--- REQUIRED WORK ---
The listing below contains a span that opens with the line containing "pub struct NationalityPatch" and closes with the line containing "impl Entity for Nationality". Return that span exactly.

○ ○ ○ ○

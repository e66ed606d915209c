//! Entity Wire Models
//!
//! Patients, doctors, hospitals and nationalities as the API stores them.
//! Field names on the wire are the server's form names; the Rust names say
//! what the field holds.

use base64::Engine;
use chrono::NaiveDate;
use rand::Rng;
use serde::de::DeserializeOwned;
use serde::{Deserialize, Serialize};

use crate::types::FILE_NUMBER_DIGITS;

/// A record type persisted behind `/manger_data/{collection}`
pub trait Entity: DeserializeOwned + Send + Sync + 'static {
    /// Collection segment of the entity routes
    const COLLECTION: &'static str;

    /// Name used in user-facing messages
    const LABEL: &'static str;

    /// Body sent on create
    type Draft: Serialize + Send + Sync;

    /// Body sent on update; unset fields are left untouched by the server
    type Patch: Serialize + Send + Sync;

    /// Server-assigned identifier
    fn id(&self) -> &str;
}

/// Relation of the patient to the employee the leave is issued for
#[derive(Debug, Clone, Copy, PartialEq, Eq, Default, Serialize, Deserialize)]
#[serde(rename_all = "lowercase")]
pub enum Relation {
    /// Father
    #[default]
    Father,
    /// Son
    Son,
    /// Mother
    Mother,
    /// Daughter
    Daughter,
    /// Husband
    Husband,
    /// Brother
    Brother,
    /// Value the client does not know about
    #[serde(other)]
    Other,
}

/// Kind of visit the certificate covers
#[derive(Debug, Clone, Copy, PartialEq, Eq, Default, Serialize, Deserialize)]
#[serde(rename_all = "lowercase")]
pub enum VisitType {
    /// Outpatient clinic visit
    #[default]
    Outpatient,
    /// Emergency department visit
    Emergency,
    /// Value the client does not know about
    #[serde(other)]
    Other,
}

/// Ownership of a hospital
#[derive(Debug, Clone, Copy, PartialEq, Eq, Default, Serialize, Deserialize)]
pub enum HospitalType {
    /// Government hospital
    #[default]
    #[serde(rename = "GSL")]
    Government,
    /// Private hospital
    #[serde(rename = "PSL")]
    Private,
}

/// A patient record
#[derive(Debug, Clone, PartialEq, Serialize, Deserialize)]
pub struct Patient {
    /// Server-assigned identifier
    #[serde(rename = "_id")]
    pub id: String,
    /// Patient name
    #[serde(rename = "inputnamear", default)]
    pub name: String,
    /// National identity number
    #[serde(rename = "inputidentity", default)]
    pub identity: String,
    /// First day of the leave, `YYYY-MM-DD`
    #[serde(rename = "inputdatefrom", default)]
    pub date_from: String,
    /// Last day of the leave, `YYYY-MM-DD`
    #[serde(rename = "inputdateto", default)]
    pub date_to: String,
    /// Start time, `HH:MM`
    #[serde(rename = "inputtimefrom", default)]
    pub time_from: String,
    /// End time, `HH:MM`
    #[serde(rename = "inputtimeto", default)]
    pub time_to: String,
    /// Employer name
    #[serde(rename = "inputemployer", default)]
    pub employer: String,
    /// Relation to the employee
    #[serde(rename = "inputrelation", default)]
    pub relation: Relation,
    /// Visit type
    #[serde(rename = "inputvisittype", default)]
    pub visit_type: VisitType,
    /// Linked nationality
    #[serde(rename = "nationalityId", default)]
    pub nationality_id: String,
    /// Linked doctor
    #[serde(rename = "doctorId", default)]
    pub doctor_id: String,
    /// Linked hospital
    #[serde(rename = "hospitalId", default)]
    pub hospital_id: String,
    /// Inclusive number of leave days, as the server stores it
    #[serde(rename = "inputdaynum", default)]
    pub day_count: String,
    /// Generated file number
    #[serde(rename = "inputgsl", default)]
    pub file_number: String,
    /// Nationality name resolved by the server
    #[serde(rename = "inputnationalityar", default, skip_serializing_if = "Option::is_none")]
    pub nationality_name: Option<String>,
    /// Visit type label resolved by the server
    #[serde(rename = "inputTypeVisitAr", default, skip_serializing_if = "Option::is_none")]
    pub visit_type_label: Option<String>,
}

impl Patient {
    /// Parsed day count, if the server stored a number
    pub fn days(&self) -> Option<u32> {
        self.day_count.trim().parse().ok()
    }
}

/// Body of a patient create request
#[derive(Debug, Clone, PartialEq, Serialize)]
pub struct PatientDraft {
    #[serde(rename = "inputnamear")]
    pub name: String,
    #[serde(rename = "inputidentity")]
    pub identity: String,
    #[serde(rename = "inputdatefrom")]
    pub date_from: String,
    #[serde(rename = "inputdateto")]
    pub date_to: String,
    #[serde(rename = "inputtimefrom")]
    pub time_from: String,
    #[serde(rename = "inputtimeto")]
    pub time_to: String,
    #[serde(rename = "inputemployer")]
    pub employer: String,
    #[serde(rename = "inputrelation")]
    pub relation: Relation,
    #[serde(rename = "inputvisittype")]
    pub visit_type: VisitType,
    #[serde(rename = "nationalityId")]
    pub nationality_id: String,
    #[serde(rename = "doctorId")]
    pub doctor_id: String,
    #[serde(rename = "hospitalId")]
    pub hospital_id: String,
    #[serde(rename = "inputdaynum")]
    pub day_count: String,
    #[serde(rename = "inputgsl")]
    pub file_number: String,
}

/// Body of a patient update request
#[derive(Debug, Clone, Default, PartialEq, Serialize)]
pub struct PatientPatch {
    #[serde(rename = "inputnamear", skip_serializing_if = "Option::is_none")]
    pub name: Option<String>,
    #[serde(rename = "inputidentity", skip_serializing_if = "Option::is_none")]
    pub identity: Option<String>,
    #[serde(rename = "inputdatefrom", skip_serializing_if = "Option::is_none")]
    pub date_from: Option<String>,
    #[serde(rename = "inputdateto", skip_serializing_if = "Option::is_none")]
    pub date_to: Option<String>,
    #[serde(rename = "inputtimefrom", skip_serializing_if = "Option::is_none")]
    pub time_from: Option<String>,
    #[serde(rename = "inputtimeto", skip_serializing_if = "Option::is_none")]
    pub time_to: Option<String>,
    #[serde(rename = "inputemployer", skip_serializing_if = "Option::is_none")]
    pub employer: Option<String>,
    #[serde(rename = "inputrelation", skip_serializing_if = "Option::is_none")]
    pub relation: Option<Relation>,
    #[serde(rename = "inputvisittype", skip_serializing_if = "Option::is_none")]
    pub visit_type: Option<VisitType>,
    #[serde(rename = "nationalityId", skip_serializing_if = "Option::is_none")]
    pub nationality_id: Option<String>,
    #[serde(rename = "doctorId", skip_serializing_if = "Option::is_none")]
    pub doctor_id: Option<String>,
    #[serde(rename = "hospitalId", skip_serializing_if = "Option::is_none")]
    pub hospital_id: Option<String>,
    #[serde(rename = "inputdaynum", skip_serializing_if = "Option::is_none")]
    pub day_count: Option<String>,
}

impl PatientPatch {
    /// Sets both ends of the leave and recomputes the day count
    pub fn with_dates(mut self, from: NaiveDate, to: NaiveDate) -> Self {
        self.date_from = Some(from.format("%Y-%m-%d").to_string());
        self.date_to = Some(to.format("%Y-%m-%d").to_string());
        self.day_count = Some(inclusive_day_count(from, to).to_string());
        self
    }
}

impl Entity for Patient {
    const COLLECTION: &'static str = "patients";
    const LABEL: &'static str = "المريض";
    type Draft = PatientDraft;
    type Patch = PatientPatch;

    fn id(&self) -> &str {
        &self.id
    }
}

/// A doctor record
#[derive(Debug, Clone, PartialEq, Serialize, Deserialize)]
pub struct Doctor {
    #[serde(rename = "_id")]
    pub id: String,
    #[serde(rename = "input_doctor_name_ar", default)]
    pub name_ar: String,
    #[serde(rename = "input_doctor_name_En", default)]
    pub name_en: String,
    #[serde(rename = "input_doctor_type_ar", default)]
    pub specialization_ar: String,
    #[serde(rename = "input_doctor_type_En", default)]
    pub specialization_en: String,
    /// Code matching [`Hospital::doctor_link_code`]
    #[serde(rename = "input_doctor_num", default)]
    pub link_code: String,
}

/// Body of a doctor create request
#[derive(Debug, Clone, Default, PartialEq, Serialize)]
pub struct DoctorDraft {
    #[serde(rename = "input_doctor_name_ar")]
    pub name_ar: String,
    #[serde(rename = "input_doctor_name_En")]
    pub name_en: String,
    #[serde(rename = "input_doctor_type_ar")]
    pub specialization_ar: String,
    #[serde(rename = "input_doctor_type_En")]
    pub specialization_en: String,
    #[serde(rename = "input_doctor_num")]
    pub link_code: String,
}

/// Body of a doctor update request
#[derive(Debug, Clone, Default, PartialEq, Serialize)]
pub struct DoctorPatch {
    #[serde(rename = "input_doctor_name_ar", skip_serializing_if = "Option::is_none")]
    pub name_ar: Option<String>,
    #[serde(rename = "input_doctor_name_En", skip_serializing_if = "Option::is_none")]
    pub name_en: Option<String>,
    #[serde(rename = "input_doctor_type_ar", skip_serializing_if = "Option::is_none")]
    pub specialization_ar: Option<String>,
    #[serde(rename = "input_doctor_type_En", skip_serializing_if = "Option::is_none")]
    pub specialization_en: Option<String>,
    #[serde(rename = "input_doctor_num", skip_serializing_if = "Option::is_none")]
    pub link_code: Option<String>,
}

impl Entity for Doctor {
    const COLLECTION: &'static str = "doctors";
    const LABEL: &'static str = "الطبيب";
    type Draft = DoctorDraft;
    type Patch = DoctorPatch;

    fn id(&self) -> &str {
        &self.id
    }
}

/// A hospital record
#[derive(Debug, Clone, PartialEq, Serialize, Deserialize)]
pub struct Hospital {
    #[serde(rename = "_id")]
    pub id: String,
    #[serde(rename = "input_central_type", default)]
    pub kind: HospitalType,
    #[serde(rename = "input_central_name_ar", default)]
    pub name_ar: String,
    #[serde(rename = "input_central_name_en", default)]
    pub name_en: String,
    /// License identifier
    #[serde(rename = "input_central_id", default)]
    pub license_id: String,
    /// Base64 encoded logo image
    #[serde(rename = "input_central_logo", default)]
    pub logo: String,
    #[serde(rename = "input_central_location", default)]
    pub location: String,
    /// Code shared with the doctors working here
    #[serde(rename = "input_central_doctor_num", default)]
    pub doctor_link_code: String,
}

impl Hospital {
    /// Decodes the logo, `None` when the hospital has no logo
    pub fn decode_logo(&self) -> Option<Result<Vec<u8>, base64::DecodeError>> {
        if self.logo.trim().is_empty() {
            return None;
        }
        Some(decode_logo(&self.logo))
    }

    /// Label used in selection lists: "location - name"
    pub fn display_name(&self) -> String {
        format!("{} - {}", self.location, self.name_ar)
    }
}

/// Body of a hospital create request
#[derive(Debug, Clone, Default, PartialEq, Serialize)]
pub struct HospitalDraft {
    #[serde(rename = "input_central_type")]
    pub kind: HospitalType,
    #[serde(rename = "input_central_name_ar")]
    pub name_ar: String,
    #[serde(rename = "input_central_name_en")]
    pub name_en: String,
    #[serde(rename = "input_central_id")]
    pub license_id: String,
    #[serde(rename = "input_central_logo")]
    pub logo: String,
    #[serde(rename = "input_central_location")]
    pub location: String,
    #[serde(rename = "input_central_doctor_num")]
    pub doctor_link_code: String,
}

/// Body of a hospital update request
#[derive(Debug, Clone, Default, PartialEq, Serialize)]
pub struct HospitalPatch {
    #[serde(rename = "input_central_type", skip_serializing_if = "Option::is_none")]
    pub kind: Option<HospitalType>,
    #[serde(rename = "input_central_name_ar", skip_serializing_if = "Option::is_none")]
    pub name_ar: Option<String>,
    #[serde(rename = "input_central_name_en", skip_serializing_if = "Option::is_none")]
    pub name_en: Option<String>,
    #[serde(rename = "input_central_id", skip_serializing_if = "Option::is_none")]
    pub license_id: Option<String>,
    #[serde(rename = "input_central_logo", skip_serializing_if = "Option::is_none")]
    pub logo: Option<String>,
    #[serde(rename = "input_central_location", skip_serializing_if = "Option::is_none")]
    pub location: Option<String>,
    #[serde(rename = "input_central_doctor_num", skip_serializing_if = "Option::is_none")]
    pub doctor_link_code: Option<String>,
}

impl Entity for Hospital {
    const COLLECTION: &'static str = "hospitals";
    const LABEL: &'static str = "المستشفى";
    type Draft = HospitalDraft;
    type Patch = HospitalPatch;

    fn id(&self) -> &str {
        &self.id
    }
}

/// A nationality record
#[derive(Debug, Clone, PartialEq, Serialize, Deserialize)]
pub struct Nationality {
    #[serde(rename = "_id")]
    pub id: String,
    #[serde(rename = "input_national_ar", default)]
    pub name_ar: String,
    #[serde(rename = "input_national_en", default)]
    pub name_en: String,
}

/// Body of a nationality create request
#[derive(Debug, Clone, Default, PartialEq, Serialize)]
pub struct NationalityDraft {
    #[serde(rename = "input_national_ar")]
    pub name_ar: String,
    #[serde(rename = "input_national_en")]
    pub name_en: String,
}

/// Body of a nationality update request
#[derive(Debug, Clone, Default, PartialEq, Serialize)]
pub struct NationalityPatch {
    #[serde(rename = "input_national_ar", skip_serializing_if = "Option::is_none")]
    pub name_ar: Option<String>,
    #[serde(rename = "input_national_en", skip_serializing_if = "Option::is_none")]
    pub name_en: Option<String>,
}

impl Entity for Nationality {
    const COLLECTION: &'static str = "nationalities";
    const LABEL: &'static str = "الجنسية";
    type Draft = NationalityDraft;
    type Patch = NationalityPatch;

    fn id(&self) -> &str {
        &self.id
    }
}

/// Acknowledgement returned by delete routes
#[derive(Debug, Clone, Copy, PartialEq, Eq, Serialize, Deserialize)]
pub struct DeleteOutcome {
    /// Whether the server removed the record
    #[serde(default = "default_success")]
    pub success: bool,
}

fn default_success() -> bool {
    true
}

/// Envelope of the search route
#[derive(Debug, Clone, Default, Deserialize)]
pub(crate) struct SearchEnvelope {
    #[serde(default)]
    pub users: Option<Vec<Patient>>,
}

/// Inclusive number of days between two dates, order-insensitive
///
/// A leave starting and ending on the same day lasts one day.
pub fn inclusive_day_count(from: NaiveDate, to: NaiveDate) -> i64 {
    (to - from).num_days().abs() + 1
}

/// Draws a zero-padded six digit file number
pub fn generate_file_number<R: Rng>(rng: &mut R) -> String {
    let upper = 10u32.pow(FILE_NUMBER_DIGITS as u32);
    format!("{:0width$}", rng.gen_range(0..upper), width = FILE_NUMBER_DIGITS)
}

/// Doctors that can be picked for a hospital
///
/// Doctors whose link code equals the hospital's are offered. When none
/// match, every doctor is offered.
pub fn doctors_for_hospital<'a>(hospital: &Hospital, doctors: &'a [Doctor]) -> Vec<&'a Doctor> {
    let matching: Vec<&Doctor> = doctors
        .iter()
        .filter(|d| d.link_code == hospital.doctor_link_code)
        .collect();
    if matching.is_empty() {
        doctors.iter().collect()
    } else {
        matching
    }
}

/// Decodes a base64 logo, tolerating a `data:` URL prefix
pub fn decode_logo(logo: &str) -> Result<Vec<u8>, base64::DecodeError> {
    let payload = match logo.split_once(";base64,") {
        Some((_, rest)) => rest,
        None => logo,
    };
    base64::engine::general_purpose::STANDARD.decode(payload.trim())
}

○ ○ ○ ○

--- RESULT OF THIS TASK ---
pub struct NationalityPatch {
    #[serde(rename = "input_national_ar", skip_serializing_if = "Option::is_none")]
    pub name_ar: Option<String>,
    #[serde(rename = "input_national_en", skip_serializing_if = "Option::is_none")]
    pub name_en: Option<String>,
}

impl Entity for Nationality {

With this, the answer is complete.